O engenheiro civil Hélio Neto, natural do município de Brasileira, no Piauí, entrou na cerimônia de formatura carregando um botijão de gás, em referência à atividade que possibilitou o custeio da graduação.
Durante o período acadêmico, ele conciliou a rotina de trabalho informal com as aulas presenciais em Piripiri, mantendo frequência regular. A jornada diária começava por volta das seis horas da manhã e se estendia até o fim da tarde.
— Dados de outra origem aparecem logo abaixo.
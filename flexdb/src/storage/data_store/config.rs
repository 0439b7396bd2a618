//! Opening the database described by a [`DatabaseConfig`]

use std::{path::Path, str::FromStr};

use sqlx::{
    postgres::PgPoolOptions,
    sqlite::{SqliteConnectOptions, SqlitePoolOptions},
};

use super::types::Database;
use crate::config::DatabaseConfig;
use crate::storage::errors::StorageError;

impl Database {
    /// Connect to the configured database
    ///
    /// Connections are established eagerly so a misconfigured target fails at
    /// startup rather than on the first request.
    pub async fn connect(config: &DatabaseConfig) -> Result<Self, StorageError> {
        tracing::info!(kind = config.kind(), "Initializing database");

        let database = match config {
            DatabaseConfig::Memory { .. } => Self::Sqlite(open_sqlite_memory().await?),
            DatabaseConfig::File { path } => Self::Sqlite(open_sqlite_file(path).await?),
            DatabaseConfig::Server { url, .. } => Self::Postgres(
                PgPoolOptions::new()
                    .connect(url)
                    .await
                    .map_err(|e| StorageError::Connect(e.to_string()))?,
            ),
        };

        tracing::info!(
            kind = config.kind(),
            backend = database.backend(),
            "Database connection established"
        );

        Ok(database)
    }

    /// Fresh, empty in-memory database
    pub async fn in_memory() -> Result<Self, StorageError> {
        Ok(Self::Sqlite(open_sqlite_memory().await?))
    }
}

// Every SQLite connection to `:memory:` gets its own database, so the pool is
// pinned to one connection that is never reaped.
async fn open_sqlite_memory() -> Result<sqlx::SqlitePool, StorageError> {
    let opts = SqliteConnectOptions::from_str("sqlite::memory:")
        .map_err(|e| StorageError::Connect(e.to_string()))?;

    SqlitePoolOptions::new()
        .max_connections(1)
        .min_connections(1)
        .idle_timeout(None)
        .max_lifetime(None)
        .connect_with(opts)
        .await
        .map_err(|e| StorageError::Connect(e.to_string()))
}

async fn open_sqlite_file(path: &Path) -> Result<sqlx::SqlitePool, StorageError> {
    if let Some(parent) = path.parent().filter(|p| !p.as_os_str().is_empty()) {
        tokio::fs::create_dir_all(parent).await?;
    }

    let opts = SqliteConnectOptions::new()
        .filename(path)
        .create_if_missing(true);

    SqlitePoolOptions::new()
        .connect_with(opts)
        .await
        .map_err(|e| StorageError::Connect(e.to_string()))
}

#[cfg(test)]
mod tests {
    use super::*;
    use std::time::{SystemTime, UNIX_EPOCH};

    fn scratch_dir(tag: &str) -> std::path::PathBuf {
        let nanos = SystemTime::now()
            .duration_since(UNIX_EPOCH)
            .expect("clock before epoch")
            .as_nanos();
        std::env::temp_dir().join(format!("flexdb-{tag}-{nanos}"))
    }

    #[tokio::test]
    async fn test_memory_database_is_usable() {
        let db = Database::connect(&DatabaseConfig::Memory {
            load_fixtures: false,
        })
        .await
        .expect("in-memory database should open");

        assert_eq!(db.backend(), "sqlite");
        assert!(db.as_sqlite().is_some());
        assert!(db.as_postgres().is_none());
        db.ping().await.expect("ping should succeed");
    }

    #[tokio::test]
    async fn test_memory_database_survives_across_queries() {
        let db = Database::in_memory().await.expect("open");
        let pool = db.as_sqlite().expect("sqlite pool");

        sqlx::query("CREATE TABLE t (v INTEGER)")
            .execute(pool)
            .await
            .expect("create");
        sqlx::query("INSERT INTO t (v) VALUES (42)")
            .execute(pool)
            .await
            .expect("insert");

        let v: i64 = sqlx::query_scalar("SELECT v FROM t")
            .fetch_one(pool)
            .await
            .expect("select");
        assert_eq!(v, 42);
    }

    #[tokio::test]
    async fn test_file_database_creates_missing_directory() {
        let dir = scratch_dir("file");
        let path = dir.join("nested").join("dev.db");
        assert!(!path.exists());

        let db = Database::connect(&DatabaseConfig::File { path: path.clone() })
            .await
            .expect("file database should open");
        db.ping().await.expect("ping should succeed");
        db.close().await;

        assert!(path.exists());
        assert!(db.is_closed());
        let _ = std::fs::remove_dir_all(dir);
    }

    #[tokio::test]
    async fn test_closed_database_fails_ping() {
        let db = Database::in_memory().await.expect("open");
        db.close().await;

        assert!(db.is_closed());
        assert!(db.ping().await.is_err());
    }
}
Após o expediente, seguia para a faculdade utilizando transporte coletivo.
Sem disponibilidade para longos períodos de estudo fora da sala de aula, Hélio priorizou a participação nas aulas presenciais, aproveitando as explicações dos professores para assimilação do conteúdo. Ao longo do curso, atuou em atividades como venda de gás, reciclagem, ferro-velho, fretes e comercialização de sucata.
A decisão de entrar na solenidade com o botijão foi tomada no próprio dia da diplomação. Segundo o engenheiro, o objeto simboliza a principal fonte de renda utilizada para o pagamento da faculdade. “Foi o gás que pagou minha faculdade”, afirmou.
Na reta final do curso, Hélio chegou a cursar até dez disciplinas simultaneamente para concluir a graduação com a turma.